In patients with complete AVSD, the ventricular septal defect was closed with a semicircular Dacron patch (Meadox Medicals Inc, Oakland, NJ) and interrupted 4-0 polyester sutures, keeping the suture line slightly to the right of the crest of the ventricular septum. At the anterior edge of the patch, the atrioventricular (AV) valves were partitioned and fixed with interrupted 4-0 polyester sutures to the patch. The anterior commissure and cleft of the left AV valve was completely closed with interrupted 6-0 polypropylene sutures. The competence of the AV valves was tested by injection of cold saline into the ventricle.

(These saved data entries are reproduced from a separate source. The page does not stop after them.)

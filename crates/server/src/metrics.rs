//! Prometheus metrics for observability.
//!
//! This module provides metrics for monitoring the Chroma server:
//! - HTTP request metrics (latency, counts, in-flight)
//! - WebSocket connection metrics
//! - Job lifecycle metrics

use once_cell::sync::Lazy;
use prometheus::{
    self, Encoder, HistogramOpts, HistogramVec, IntCounter, IntCounterVec, IntGauge, Opts,
    Registry, TextEncoder,
};

/// Global metrics registry.
pub static REGISTRY: Lazy<Registry> = Lazy::new(|| {
    let registry = Registry::new();
    register_metrics(&registry);
    registry
});

// =============================================================================
// HTTP Request Metrics
// =============================================================================

/// HTTP request duration in seconds.
pub static HTTP_REQUEST_DURATION: Lazy<HistogramVec> = Lazy::new(|| {
    HistogramVec::new(
        HistogramOpts::new(
            "chroma_http_request_duration_seconds",
            "HTTP request duration in seconds",
        )
        .buckets(vec![
            0.001, 0.005, 0.01, 0.025, 0.05, 0.1, 0.25, 0.5, 1.0, 2.5, 5.0, 10.0,
        ]),
        &["method", "path", "status"],
    )
    .unwrap()
});

/// HTTP requests total count.
pub static HTTP_REQUESTS_TOTAL: Lazy<IntCounterVec> = Lazy::new(|| {
    IntCounterVec::new(
        Opts::new("chroma_http_requests_total", "Total HTTP requests"),
        &["method", "path", "status"],
    )
    .unwrap()
});

/// HTTP requests currently in flight.
pub static HTTP_REQUESTS_IN_FLIGHT: Lazy<IntGauge> = Lazy::new(|| {
    IntGauge::new(
        "chroma_http_requests_in_flight",
        "Number of HTTP requests currently being processed",
    )
    .unwrap()
});

// =============================================================================
// WebSocket Metrics
// =============================================================================

/// Active WebSocket connections.
pub static WS_CONNECTIONS_ACTIVE: Lazy<IntGauge> = Lazy::new(|| {
    IntGauge::new(
        "chroma_ws_connections_active",
        "Number of active WebSocket connections",
    )
    .unwrap()
});

/// Total WebSocket connections (cumulative).
pub static WS_CONNECTIONS_TOTAL: Lazy<IntCounter> = Lazy::new(|| {
    IntCounter::new(
        "chroma_ws_connections_total",
        "Total WebSocket connections since startup",
    )
    .unwrap()
});

/// Snapshots delivered over WebSocket.
pub static WS_SNAPSHOTS_SENT: Lazy<IntCounter> = Lazy::new(|| {
    IntCounter::new(
        "chroma_ws_snapshots_sent_total",
        "Job snapshots delivered over WebSocket",
    )
    .unwrap()
});

// =============================================================================
// Job Metrics
// =============================================================================

/// Jobs submitted total.
pub static JOBS_SUBMITTED_TOTAL: Lazy<IntCounter> = Lazy::new(|| {
    IntCounter::new(
        "chroma_jobs_submitted_total",
        "Total jobs submitted since startup",
    )
    .unwrap()
});

/// Uploads accepted total.
pub static UPLOADS_TOTAL: Lazy<IntCounter> = Lazy::new(|| {
    IntCounter::new(
        "chroma_uploads_total",
        "Total image uploads accepted since startup",
    )
    .unwrap()
});

// =============================================================================
// Registration
// =============================================================================

fn register_metrics(registry: &Registry) {
    // HTTP
    registry
        .register(Box::new(HTTP_REQUEST_DURATION.clone()))
        .unwrap();
    registry
        .register(Box::new(HTTP_REQUESTS_TOTAL.clone()))
        .unwrap();
    registry
        .register(Box::new(HTTP_REQUESTS_IN_FLIGHT.clone()))
        .unwrap();

    // WebSocket
    registry
        .register(Box::new(WS_CONNECTIONS_ACTIVE.clone()))
        .unwrap();
    registry
        .register(Box::new(WS_CONNECTIONS_TOTAL.clone()))
        .unwrap();
    registry
        .register(Box::new(WS_SNAPSHOTS_SENT.clone()))
        .unwrap();

    // Jobs
    registry
        .register(Box::new(JOBS_SUBMITTED_TOTAL.clone()))
        .unwrap();
    registry.register(Box::new(UPLOADS_TOTAL.clone())).unwrap();
}

/// Encode all metrics as Prometheus text format.
pub fn encode_metrics() -> String {
    let encoder = TextEncoder::new();
    let metric_families = REGISTRY.gather();
    let mut buffer = Vec::new();
    encoder.encode(&metric_families, &mut buffer).unwrap();
    String::from_utf8(buffer).unwrap()
}

/// Normalize a request path for metric labels, collapsing ids so label
/// cardinality stays bounded.
pub fn normalize_path(path: &str) -> String {
    let mut parts: Vec<String> = Vec::new();
    for segment in path.split('/') {
        // Ids are hex uuids or otherwise long opaque tokens.
        let is_id = segment.len() >= 16 && segment.chars().all(|c| c.is_ascii_alphanumeric());
        if is_id {
            parts.push(":id".to_string());
        } else {
            parts.push(segment.to_string());
        }
    }
    parts.join("/")
}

In all patients, ostium primum defect could be closed directly without any patch material. The suture line to close the ostium primum atrial septal defect (ASD) was placed on either the artificial or the native ventricular septal crest and was continued leftward above the annulus of the inferior leaflet of the AV valve at its posteroinferior corner to avoid possible damage to conduction tissue. The coronary sinus was left draining into the right atrium in all patients. Horizontal mattress or simple stitches were used in all patients, especially in the posterior part of the suture line to avoid distorting the left side AV valve leaflet (Fig 1). The secundum ASD, if present, was closed with a continuous 6-0 polypropylene suture. All patients underwent intraoperative transesophageal echocardiography before cardiopulmonary bypass was discontinued. The residual shunts and atrioventricular valve functions were investigated.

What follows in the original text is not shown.